I love the subtle irony of the writer repeating their words despite despising the repetition in fractals!
Also, maybe it's just a bias from my usual style of writing, but I think certain sentences in your poem could be split up for a better tempo. For example, the line, Of course there’s mathematical uses for them. Albeit very few, but that’s not the point. Can be written as:
Of course, there are mathematical uses for them.
Albeit very few,
but that’s not the point.
Because I noticed people tend to not pause for a line even when there are stops in it. You could write the 2nd sentence into just 1 line too. Or maybe it's just your unique style! :D In any case, I'm not an expert, though I still love reading your poem! Really love how you use your metaphors (⊼⌔⊼ ) Looking forward for more of your writing!!

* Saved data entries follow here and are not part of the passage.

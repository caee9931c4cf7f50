//! Import of embeddings exported in word2vec text format.
//!
//! ```text
//! <count> <dimensions>
//! <item_id> <v1> <v2> ... <vd>
//! ```
//!
//! Item keys must be numeric IDs. Lines keep their order, which becomes the
//! vocabulary order of the resulting store.

use std::io::BufRead;

use indicatif::ProgressBar;

use crate::embedding::store::{EmbeddingStore, StoreError};

#[derive(Debug, thiserror::Error)]
pub enum ImportError {
    #[error("I/O error: {0}")]
    Io(#[from] std::io::Error),

    #[error("malformed header: {0:?}")]
    MalformedHeader(String),

    #[error("line {line}: {reason}")]
    MalformedLine { line: usize, reason: String },

    #[error("header announced {expected} vectors, found {got}")]
    CountMismatch { expected: usize, got: usize },

    #[error("line {line}: {source}")]
    Store {
        line: usize,
        #[source]
        source: StoreError,
    },
}

/// Parse a word2vec text export into an [`EmbeddingStore`].
///
/// `progress` is advanced once per vector line.
pub fn read_word2vec_text(
    reader: impl BufRead,
    progress: &ProgressBar,
) -> Result<EmbeddingStore, ImportError> {
    let mut lines = reader.lines();

    let header = lines
        .next()
        .transpose()?
        .ok_or_else(|| ImportError::MalformedHeader(String::new()))?;
    let (count, dimensions) = parse_header(&header)?;

    progress.set_length(count as u64);

    let mut store = EmbeddingStore::with_capacity(dimensions, count);
    let mut skipped = 0usize;
    let mut seen = 0usize;

    for (n, line) in lines.enumerate() {
        let line_no = n + 2;
        let line = line?;
        if line.trim().is_empty() {
            continue;
        }
        seen += 1;

        let mut parts = line.split_whitespace();
        let key = parts.next().unwrap_or_default();
        let id = key.parse::<u64>().map_err(|_| ImportError::MalformedLine {
            line: line_no,
            reason: format!("item key {key:?} is not a numeric id"),
        })?;

        let vector = parts
            .map(|value| value.parse::<f32>())
            .collect::<Result<Vec<_>, _>>()
            .map_err(|err| ImportError::MalformedLine {
                line: line_no,
                reason: err.to_string(),
            })?;

        match store.insert(id, vector) {
            Ok(()) => {}
            Err(StoreError::ZeroNormVector(id)) => {
                log::warn!("line {line_no}: skipping item {id}, zero-norm vector");
                skipped += 1;
            }
            Err(source) => {
                return Err(ImportError::Store {
                    line: line_no,
                    source,
                })
            }
        }

        progress.inc(1);
    }

    if seen != count {
        return Err(ImportError::CountMismatch {
            expected: count,
            got: seen,
        });
    }

    if skipped > 0 {
        log::warn!("{skipped} of {count} vectors skipped");
    }

    Ok(store)
}

fn parse_header(header: &str) -> Result<(usize, usize), ImportError> {
    let malformed = || ImportError::MalformedHeader(header.to_string());

    let mut parts = header.split_whitespace();
    let count = parts
        .next()
        .and_then(|v| v.parse::<usize>().ok())
        .ok_or_else(malformed)?;
    let dimensions = parts
        .next()
        .and_then(|v| v.parse::<usize>().ok())
        .filter(|&d| d > 0)
        .ok_or_else(malformed)?;

    if parts.next().is_some() {
        return Err(malformed());
    }

    Ok((count, dimensions))
}

#[cfg(test)]
mod tests {
    use super::*;
    use std::io::Cursor;

    fn import(text: &str) -> Result<EmbeddingStore, ImportError> {
        read_word2vec_text(Cursor::new(text), &ProgressBar::hidden())
    }

    #[test]
    fn test_reads_vectors_in_file_order() {
        let store = import("3 2\n318 0.5 1.0\n1 -1.0 0.25\n2571 0.0 1.0\n").unwrap();

        assert_eq!(store.dimensions(), 2);
        assert_eq!(store.ids().collect::<Vec<_>>(), vec![318, 1, 2571]);
        assert_eq!(store.vector_of(1).unwrap(), &[-1.0, 0.25]);
    }

    #[test]
    fn test_rejects_bad_header() {
        assert!(matches!(import("3\n"), Err(ImportError::MalformedHeader(_))));
        assert!(matches!(import("x 2\n"), Err(ImportError::MalformedHeader(_))));
        assert!(matches!(import("1 0\n"), Err(ImportError::MalformedHeader(_))));
        assert!(matches!(import(""), Err(ImportError::MalformedHeader(_))));
    }

    #[test]
    fn test_rejects_non_numeric_key() {
        let result = import("1 2\nthe_matrix 0.1 0.2\n");
        assert!(matches!(result, Err(ImportError::MalformedLine { line: 2, .. })));
    }

    #[test]
    fn test_rejects_wrong_width() {
        let result = import("2 2\n1 0.1 0.2\n2 0.1 0.2 0.3\n");
        assert!(matches!(
            result,
            Err(ImportError::Store {
                line: 3,
                source: StoreError::DimensionMismatch { .. }
            })
        ));
    }

    #[test]
    fn test_rejects_count_mismatch() {
        let result = import("3 2\n1 0.1 0.2\n2 0.3 0.4\n");
        assert!(matches!(
            result,
            Err(ImportError::CountMismatch { expected: 3, got: 2 })
        ));
    }

    #[test]
    fn test_huge_header_count_is_count_mismatch() {
        let result = import("18446744073709551615 2\n1 0.1 0.2\n");
        assert!(matches!(
            result,
            Err(ImportError::CountMismatch {
                expected: usize::MAX,
                got: 1
            })
        ));
    }

    #[test]
    fn test_skips_zero_vectors() {
        let store = import("2 2\n1 0 0\n2 1 0\n").unwrap();
        assert_eq!(store.len(), 1);
        assert!(!store.contains(1));
    }
}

Thank you so much for your comment! It's a little late in my part of the world right now, but I'll make sure to give it a proper reply tomorrow :)
by Shaynen; ; Report
No worries! Have a good rest! m(u_u)m
by Derusione_K; ; Report
Hi again Derusione,
Thank you again for the kind words and feedback. Simultaneously fearing and craving change is something I definitely resonate with, though less so now than at the time of writing the poem. I'm glad you pointed out the repetition. I feel like including some sort of repetition/chorus is generally a part of my writing style, and it ended up working out well thematically in this case.
I understand your point about tempo, and I will try to implement that with the next writing I make. I suppose that I wrote this one a little more like a script to be read to an audience rather than a story for an audience to read themselves.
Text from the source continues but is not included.